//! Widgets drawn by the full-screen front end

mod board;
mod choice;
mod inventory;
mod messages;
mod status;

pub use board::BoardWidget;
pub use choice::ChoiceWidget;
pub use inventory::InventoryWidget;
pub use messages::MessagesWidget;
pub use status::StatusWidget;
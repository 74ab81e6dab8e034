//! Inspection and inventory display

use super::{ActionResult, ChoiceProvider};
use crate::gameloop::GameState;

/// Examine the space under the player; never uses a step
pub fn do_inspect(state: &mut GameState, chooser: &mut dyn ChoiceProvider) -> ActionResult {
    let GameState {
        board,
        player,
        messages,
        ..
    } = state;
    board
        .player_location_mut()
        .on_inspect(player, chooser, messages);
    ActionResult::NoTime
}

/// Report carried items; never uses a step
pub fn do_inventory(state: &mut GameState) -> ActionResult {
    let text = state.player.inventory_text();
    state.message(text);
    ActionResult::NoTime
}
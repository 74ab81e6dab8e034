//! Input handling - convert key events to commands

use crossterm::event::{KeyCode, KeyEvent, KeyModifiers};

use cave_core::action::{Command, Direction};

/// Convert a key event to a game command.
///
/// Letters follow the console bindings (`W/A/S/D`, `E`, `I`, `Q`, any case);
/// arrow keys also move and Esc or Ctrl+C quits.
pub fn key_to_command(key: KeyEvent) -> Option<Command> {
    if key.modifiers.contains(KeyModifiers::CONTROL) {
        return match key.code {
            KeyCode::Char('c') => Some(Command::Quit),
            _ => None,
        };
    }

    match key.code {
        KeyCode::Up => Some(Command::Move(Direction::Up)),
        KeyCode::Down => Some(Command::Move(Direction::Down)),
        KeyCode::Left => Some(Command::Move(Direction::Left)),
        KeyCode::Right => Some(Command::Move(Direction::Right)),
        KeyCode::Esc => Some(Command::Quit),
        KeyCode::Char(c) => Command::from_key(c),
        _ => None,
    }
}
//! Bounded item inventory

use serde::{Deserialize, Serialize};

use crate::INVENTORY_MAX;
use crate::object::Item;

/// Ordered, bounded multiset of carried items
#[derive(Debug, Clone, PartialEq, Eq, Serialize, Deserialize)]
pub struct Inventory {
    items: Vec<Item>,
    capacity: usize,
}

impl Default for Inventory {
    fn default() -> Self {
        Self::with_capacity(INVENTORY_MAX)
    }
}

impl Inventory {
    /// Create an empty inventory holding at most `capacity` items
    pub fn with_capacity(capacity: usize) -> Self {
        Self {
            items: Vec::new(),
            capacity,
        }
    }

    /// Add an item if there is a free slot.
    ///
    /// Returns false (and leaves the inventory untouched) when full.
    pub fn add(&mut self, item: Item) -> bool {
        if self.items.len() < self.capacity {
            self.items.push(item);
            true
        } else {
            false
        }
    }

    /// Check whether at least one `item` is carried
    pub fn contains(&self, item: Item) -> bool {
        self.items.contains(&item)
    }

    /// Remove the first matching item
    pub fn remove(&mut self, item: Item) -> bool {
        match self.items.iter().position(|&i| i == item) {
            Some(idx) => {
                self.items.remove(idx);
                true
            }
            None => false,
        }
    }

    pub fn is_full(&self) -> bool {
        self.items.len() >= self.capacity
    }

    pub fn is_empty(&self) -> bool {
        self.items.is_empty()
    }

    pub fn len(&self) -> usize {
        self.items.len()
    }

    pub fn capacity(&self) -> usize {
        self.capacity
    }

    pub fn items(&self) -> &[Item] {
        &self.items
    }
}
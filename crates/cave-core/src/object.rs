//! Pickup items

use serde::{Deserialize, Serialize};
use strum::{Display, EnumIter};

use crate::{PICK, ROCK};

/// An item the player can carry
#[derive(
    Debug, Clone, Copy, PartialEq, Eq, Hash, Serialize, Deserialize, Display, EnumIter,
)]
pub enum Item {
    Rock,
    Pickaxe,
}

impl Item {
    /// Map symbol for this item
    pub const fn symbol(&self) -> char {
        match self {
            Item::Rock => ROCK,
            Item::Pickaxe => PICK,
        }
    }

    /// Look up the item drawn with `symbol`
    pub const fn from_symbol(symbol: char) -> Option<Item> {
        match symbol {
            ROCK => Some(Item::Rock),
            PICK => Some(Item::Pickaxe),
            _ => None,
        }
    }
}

━━━━

→ ASSIGNMENT
Restate every line of the listing word for word.

→ WRITTEN SOLUTION
//! Widgets drawn by the full-screen front end

mod board;
mod choice;
mod inventory;
mod messages;
mod status;

pub use board::BoardWidget;
pub use choice::ChoiceWidget;
pub use inventory::InventoryWidget;
pub use messages::MessagesWidget;
pub use status::StatusWidget;
repository 74ab81e6dab8e034
//! Inspection and inventory display

use super::{ActionResult, ChoiceProvider};
use crate::gameloop::GameState;

/// Examine the space under the player; never uses a step
pub fn do_inspect(state: &mut GameState, chooser: &mut dyn ChoiceProvider) -> ActionResult {
    let GameState {
        board,
        player,
        messages,
        ..
    } = state;
    board
        .player_location_mut()
        .on_inspect(player, chooser, messages);
    ActionResult::NoTime
}

/// Report carried items; never uses a step
pub fn do_inventory(state: &mut GameState) -> ActionResult {
    let text = state.player.inventory_text();
    state.message(text);
    ActionResult::NoTime
}
repository 74ab81e6dab8e034
//! Input handling - convert key events to commands

use crossterm::event::{KeyCode, KeyEvent, KeyModifiers};

use cave_core::action::{Command, Direction};

/// Convert a key event to a game command.
///
/// Letters follow the console bindings (`W/A/S/D`, `E`, `I`, `Q`, any case);
/// arrow keys also move and Esc or Ctrl+C quits.
pub fn key_to_command(key: KeyEvent) -> Option<Command> {
    if key.modifiers.contains(KeyModifiers::CONTROL) {
        return match key.code {
            KeyCode::Char('c') => Some(Command::Quit),
            _ => None,
        };
    }

    match key.code {
        KeyCode::Up => Some(Command::Move(Direction::Up)),
        KeyCode::Down => Some(Command::Move(Direction::Down)),
        KeyCode::Left => Some(Command::Move(Direction::Left)),
        KeyCode::Right => Some(Command::Move(Direction::Right)),
        KeyCode::Esc => Some(Command::Quit),
        KeyCode::Char(c) => Command::from_key(c),
        _ => None,
    }
}
//! Bounded item inventory

use serde::{Deserialize, Serialize};

use crate::INVENTORY_MAX;
use crate::object::Item;

/// Ordered, bounded multiset of carried items
#[derive(Debug, Clone, PartialEq, Eq, Serialize, Deserialize)]
pub struct Inventory {
    items: Vec<Item>,
    capacity: usize,
}

impl Default for Inventory {
    fn default() -> Self {
        Self::with_capacity(INVENTORY_MAX)
    }
}

impl Inventory {
    /// Create an empty inventory holding at most `capacity` items
    pub fn with_capacity(capacity: usize) -> Self {
        Self {
            items: Vec::new(),
            capacity,
        }
    }

    /// Add an item if there is a free slot.
    ///
    /// Returns false (and leaves the inventory untouched) when full.
    pub fn add(&mut self, item: Item) -> bool {
        if self.items.len() < self.capacity {
            self.items.push(item);
            true
        } else {
            false
        }
    }

    /// Check whether at least one `item` is carried
    pub fn contains(&self, item: Item) -> bool {
        self.items.contains(&item)
    }

    /// Remove the first matching item
    pub fn remove(&mut self, item: Item) -> bool {
        match self.items.iter().position(|&i| i == item) {
            Some(idx) => {
                self.items.remove(idx);
                true
            }
            None => false,
        }
    }

    pub fn is_full(&self) -> bool {
        self.items.len() >= self.capacity
    }

    pub fn is_empty(&self) -> bool {
        self.items.is_empty()
    }

    pub fn len(&self) -> usize {
        self.items.len()
    }

    pub fn capacity(&self) -> usize {
        self.capacity
    }

    pub fn items(&self) -> &[Item] {
        &self.items
    }
}
filename crates/cave-core/src/object.rs
//! Pickup items

use serde::{Deserialize, Serialize};
use strum::{Display, EnumIter};

use crate::{PICK, ROCK};

/// An item the player can carry
#[derive(
    Debug, Clone, Copy, PartialEq, Eq, Hash, Serialize, Deserialize, Display, EnumIter,
)]
pub enum Item {
    Rock,
    Pickaxe,
}

impl Item {
    /// Map symbol for this item
    pub const fn symbol(&self) -> char {
        match self {
            Item::Rock => ROCK,
            Item::Pickaxe => PICK,
        }
    }

    /// Look up the item drawn with `symbol`
    pub const fn from_symbol(symbol: char) -> Option<Item> {
        match symbol {
            ROCK => Some(Item::Rock),
            PICK => Some(Item::Pickaxe),
            _ => None,
        }
    }
}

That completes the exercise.